GOAL OF THE EXERCISE: Among the entries below, please show each line that carries the word "FnMut".

++++ RECORDS FOR PROCESSING ++++

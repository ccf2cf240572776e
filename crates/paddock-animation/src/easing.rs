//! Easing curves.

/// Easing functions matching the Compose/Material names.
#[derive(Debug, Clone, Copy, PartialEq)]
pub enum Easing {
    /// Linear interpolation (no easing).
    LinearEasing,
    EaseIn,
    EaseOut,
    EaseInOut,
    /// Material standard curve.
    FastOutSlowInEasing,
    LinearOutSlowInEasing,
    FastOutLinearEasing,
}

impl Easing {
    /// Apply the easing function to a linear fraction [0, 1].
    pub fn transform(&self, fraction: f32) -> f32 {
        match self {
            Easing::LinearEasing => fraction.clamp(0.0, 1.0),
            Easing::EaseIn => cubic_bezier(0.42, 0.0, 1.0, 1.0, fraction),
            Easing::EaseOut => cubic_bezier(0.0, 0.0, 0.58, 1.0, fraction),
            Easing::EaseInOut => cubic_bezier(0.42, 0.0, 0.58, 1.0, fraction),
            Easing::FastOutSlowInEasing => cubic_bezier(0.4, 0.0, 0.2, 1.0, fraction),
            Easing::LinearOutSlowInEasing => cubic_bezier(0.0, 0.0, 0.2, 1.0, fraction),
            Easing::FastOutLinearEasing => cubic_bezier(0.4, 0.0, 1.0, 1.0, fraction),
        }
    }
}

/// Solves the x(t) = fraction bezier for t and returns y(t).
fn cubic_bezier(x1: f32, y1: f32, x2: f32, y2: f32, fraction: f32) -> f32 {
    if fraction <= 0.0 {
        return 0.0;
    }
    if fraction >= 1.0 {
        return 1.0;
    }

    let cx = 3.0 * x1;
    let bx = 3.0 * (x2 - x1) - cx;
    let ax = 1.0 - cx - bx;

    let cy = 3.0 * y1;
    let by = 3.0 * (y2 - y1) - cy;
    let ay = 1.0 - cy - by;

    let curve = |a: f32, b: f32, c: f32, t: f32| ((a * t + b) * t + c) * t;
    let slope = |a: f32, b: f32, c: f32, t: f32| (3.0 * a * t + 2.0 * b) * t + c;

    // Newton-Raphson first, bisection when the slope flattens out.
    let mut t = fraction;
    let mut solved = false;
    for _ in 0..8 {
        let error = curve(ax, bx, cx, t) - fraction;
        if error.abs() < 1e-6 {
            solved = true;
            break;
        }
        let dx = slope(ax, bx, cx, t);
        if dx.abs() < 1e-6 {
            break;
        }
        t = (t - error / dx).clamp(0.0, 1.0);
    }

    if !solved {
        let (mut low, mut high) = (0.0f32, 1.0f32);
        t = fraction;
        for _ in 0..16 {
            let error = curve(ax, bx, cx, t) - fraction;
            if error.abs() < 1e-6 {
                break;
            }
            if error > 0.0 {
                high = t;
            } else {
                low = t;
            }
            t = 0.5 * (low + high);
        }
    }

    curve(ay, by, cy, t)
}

++++
++++ RECORDS FOR PROCESSING ++++

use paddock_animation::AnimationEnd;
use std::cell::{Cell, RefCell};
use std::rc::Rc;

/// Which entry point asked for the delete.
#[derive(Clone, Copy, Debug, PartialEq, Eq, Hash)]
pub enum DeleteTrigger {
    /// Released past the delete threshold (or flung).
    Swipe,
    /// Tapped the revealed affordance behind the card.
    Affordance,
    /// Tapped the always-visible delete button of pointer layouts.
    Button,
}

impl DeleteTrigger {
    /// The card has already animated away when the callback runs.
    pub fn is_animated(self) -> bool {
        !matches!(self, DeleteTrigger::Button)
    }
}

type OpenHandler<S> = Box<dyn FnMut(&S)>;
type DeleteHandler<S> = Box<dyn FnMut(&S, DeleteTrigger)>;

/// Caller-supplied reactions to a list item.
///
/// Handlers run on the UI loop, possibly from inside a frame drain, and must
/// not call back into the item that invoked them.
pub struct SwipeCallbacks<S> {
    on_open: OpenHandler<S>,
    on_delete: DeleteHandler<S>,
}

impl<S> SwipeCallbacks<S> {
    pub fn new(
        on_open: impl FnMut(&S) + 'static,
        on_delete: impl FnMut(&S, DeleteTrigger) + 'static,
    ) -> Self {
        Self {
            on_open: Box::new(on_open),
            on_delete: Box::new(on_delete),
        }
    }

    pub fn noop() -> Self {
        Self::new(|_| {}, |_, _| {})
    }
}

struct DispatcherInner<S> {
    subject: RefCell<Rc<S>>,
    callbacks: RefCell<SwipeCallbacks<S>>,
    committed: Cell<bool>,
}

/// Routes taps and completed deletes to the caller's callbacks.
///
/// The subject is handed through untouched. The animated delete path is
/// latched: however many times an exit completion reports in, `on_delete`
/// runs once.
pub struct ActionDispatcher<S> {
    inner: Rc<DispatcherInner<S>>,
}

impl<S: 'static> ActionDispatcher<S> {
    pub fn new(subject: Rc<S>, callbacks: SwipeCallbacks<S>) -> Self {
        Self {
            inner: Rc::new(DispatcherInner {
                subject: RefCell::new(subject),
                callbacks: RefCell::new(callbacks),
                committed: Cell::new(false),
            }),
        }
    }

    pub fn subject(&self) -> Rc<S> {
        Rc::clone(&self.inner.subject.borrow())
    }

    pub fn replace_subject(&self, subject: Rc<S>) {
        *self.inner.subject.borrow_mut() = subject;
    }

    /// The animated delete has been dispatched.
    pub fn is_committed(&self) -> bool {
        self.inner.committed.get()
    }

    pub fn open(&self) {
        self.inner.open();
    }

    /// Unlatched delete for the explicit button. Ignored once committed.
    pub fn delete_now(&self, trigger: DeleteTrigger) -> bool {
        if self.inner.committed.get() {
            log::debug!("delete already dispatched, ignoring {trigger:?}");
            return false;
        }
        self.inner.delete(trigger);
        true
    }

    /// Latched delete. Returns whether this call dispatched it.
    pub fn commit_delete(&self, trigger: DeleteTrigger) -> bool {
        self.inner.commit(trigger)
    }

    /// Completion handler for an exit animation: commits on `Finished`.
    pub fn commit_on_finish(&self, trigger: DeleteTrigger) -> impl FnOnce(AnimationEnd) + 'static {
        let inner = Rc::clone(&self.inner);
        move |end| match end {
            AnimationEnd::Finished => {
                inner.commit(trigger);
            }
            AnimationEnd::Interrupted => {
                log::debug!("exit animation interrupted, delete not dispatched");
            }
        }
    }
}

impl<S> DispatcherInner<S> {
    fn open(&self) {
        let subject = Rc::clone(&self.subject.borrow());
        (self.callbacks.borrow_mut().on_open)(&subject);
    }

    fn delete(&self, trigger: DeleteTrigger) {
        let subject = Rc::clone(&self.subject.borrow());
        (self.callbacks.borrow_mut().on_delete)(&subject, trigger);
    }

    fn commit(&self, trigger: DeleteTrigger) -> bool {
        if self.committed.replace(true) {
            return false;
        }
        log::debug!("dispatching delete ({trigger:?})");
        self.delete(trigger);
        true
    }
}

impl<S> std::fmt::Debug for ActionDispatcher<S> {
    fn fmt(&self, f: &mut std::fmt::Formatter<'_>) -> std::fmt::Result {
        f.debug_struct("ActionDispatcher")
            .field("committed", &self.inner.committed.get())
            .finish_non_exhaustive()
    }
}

++++

PROBLEM SOLUTION:
type OpenHandler<S> = Box<dyn FnMut(&S)>;
type DeleteHandler<S> = Box<dyn FnMut(&S, DeleteTrigger)>;
        on_open: impl FnMut(&S) + 'static,
        on_delete: impl FnMut(&S, DeleteTrigger) + 'static,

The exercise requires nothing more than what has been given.